On Friday, a basket of European bourses had wrapped up the session lower amid angsts over an increase in omicron cases, while a 39-year peak US CPI (Consumer Price Index) reading that came in well in line with an analysts’ estimate added to further uncertainty regarding US monetary policy. In point of fact, in the week’s sharp upward spirals in major European bourses were almost entirely galvanized by optimisms that the newly identified Omicron variant might have little or no impacts on global economy and demands of goods and services, however, regional pan-European STOXX 600 had stretched out its latest leg of losing streak into a third straight session in a row, as market participants seemed to be utterly concerned over affects of newly imposed pandemic restrictions across the bloc.

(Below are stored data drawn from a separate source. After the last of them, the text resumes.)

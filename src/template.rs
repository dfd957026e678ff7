//! Placeholder substitution for built-ins and environment variables (spec
//! §4.3 "Template substitution", §9 "Template engine").
//!
//! Three syntaxes are accepted per name: `${NAME}`, `$NAME`, `{NAME}`. The
//! only observable behaviors that matter are: all three syntaxes resolve
//! the same name, substitution runs over every textual field before shell
//! construction, and unknown names are left literal (`SPOT_ERROR` is the
//! one exception -- it resolves to the empty string when absent).

use spot_ast::Destination;
use std::collections::HashMap;

/// Context available while rendering one command against one host.
#[derive(Debug, Clone, Default)]
pub struct TemplateContext<'a> {
    pub host: Option<&'a Destination>,
    pub task_user: Option<&'a str>,
    pub command_name: Option<&'a str>,
    pub task_name: Option<&'a str>,
    pub error: Option<&'a str>,
    pub environment: Option<&'a HashMap<String, String>>,
}

impl<'a> TemplateContext<'a> {
    fn lookup(&self, name: &str) -> Option<String> {
        match name {
            "SPOT_REMOTE_HOST" => self.host.map(|h| format!("{}:{}", h.host, h.effective_port())),
            "SPOT_REMOTE_ADDR" => self.host.map(|h| h.host.clone()),
            "SPOT_REMOTE_PORT" => Some(
                self.host
                    .map(|h| h.effective_port().to_string())
                    .unwrap_or_else(|| "22".to_string()),
            ),
            "SPOT_REMOTE_NAME" => self.host.map(|h| h.display_name().to_string()),
            "SPOT_REMOTE_USER" => self.task_user.map(|u| u.to_string()),
            "SPOT_COMMAND" => self.command_name.map(|s| s.to_string()),
            "SPOT_TASK" => self.task_name.map(|s| s.to_string()),
            "SPOT_ERROR" => Some(self.error.unwrap_or("").to_string()),
            other => self.environment.and_then(|env| env.get(other).cloned()),
        }
    }
}

/// Render every `${NAME}` / `$NAME` / `{NAME}` placeholder in `input`.
/// Unknown names (outside the fixed table and `environment`) are left as
/// literal text.
pub fn render(input: &str, ctx: &TemplateContext) -> String {
    let mut out = String::with_capacity(input.len());
    let bytes = input.as_bytes();
    let mut i = 0;
    while i < bytes.len() {
        let b = bytes[i];
        if b == b'$' && i + 1 < bytes.len() && bytes[i + 1] == b'{' {
            if let Some((name, end)) = scan_braced(input, i + 2) {
                if let Some(val) = ctx.lookup(&name) {
                    out.push_str(&val);
                    i = end;
                    continue;
                }
            }
            out.push(b as char);
            i += 1;
        } else if b == b'$' && i + 1 < bytes.len() && is_ident_start(bytes[i + 1]) {
            let (name, end) = scan_bare_ident(input, i + 1);
            if let Some(val) = ctx.lookup(&name) {
                out.push_str(&val);
                i = end;
                continue;
            }
            out.push(b as char);
            i += 1;
        } else if b == b'{' {
            if let Some((name, end)) = scan_braced(input, i + 1) {
                if let Some(val) = ctx.lookup(&name) {
                    out.push_str(&val);
                    i = end;
                    continue;
                }
            }
            out.push(b as char);
            i += 1;
        } else {
            // copy one utf8 char worth of bytes
            let ch_len = utf8_len(b);
            out.push_str(&input[i..i + ch_len]);
            i += ch_len;
        }
    }
    out
}

fn utf8_len(first_byte: u8) -> usize {
    if first_byte & 0x80 == 0 {
        1
    } else if first_byte & 0xE0 == 0xC0 {
        2
    } else if first_byte & 0xF0 == 0xE0 {
        3
    } else {
        4
    }
}

fn is_ident_start(b: u8) -> bool {
    b.is_ascii_alphabetic() || b == b'_'
}

fn is_ident_cont(b: u8) -> bool {
    b.is_ascii_alphanumeric() || b == b'_'
}

/// Scan a `{NAME}` body starting right after the opening brace. Returns the
/// name and the index right after the closing brace.
fn scan_braced(input: &str, start: usize) -> Option<(String, usize)> {
    let bytes = input.as_bytes();
    let mut j = start;
    while j < bytes.len() && is_ident_cont(bytes[j]) {
        j += 1;
    }
    if j == start || j >= bytes.len() || bytes[j] != b'}' {
        return None;
    }
    Some((input[start..j].to_string(), j + 1))
}

/// Scan a bare `$NAME` identifier starting at `start` (the first identifier
/// byte). Returns the name and the index right after it.
fn scan_bare_ident(input: &str, start: usize) -> (String, usize) {
    let bytes = input.as_bytes();
    let mut j = start;
    while j < bytes.len() && is_ident_cont(bytes[j]) {
        j += 1;
    }
    (input[start..j].to_string(), j)
}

U.S. CPI came in line with expectations, but prices continue to rise, meaning that while the pressure on the Fed to raise rates hasn't increased much as a result of today's data, it doesn't really lessen it either
. ”European shares end lower, but post highest weekly gain
Citing statistics, in the day’s European market wind-down, London’s blue-chip FTSE 100 shed 0.40 per cent to 7,291.78 and French CAC 40 closed 0.24 per cent lower to 6,991.68, while Frankfurt’s DAX edged 0.10 per cent lower to 15,623.31.
Elsewhere in the Europe, Italy’s FTSE MIB lost 0.36 per cent to 26,721.98, while Madrid’s benchmark IBEX 35 curbed out 0.47 per cent to 8,360.20. On the week, UK’s FTSE 100 gained 2.38 per cent, French CAC 40 climbed 3.34 per cent and Frankfurt’s DAX jumped 2.99 per cent, while Italy’s FTSE MIB soared 3.02 per cent and Madrid’s IBEX 35 added 1.44 per cent.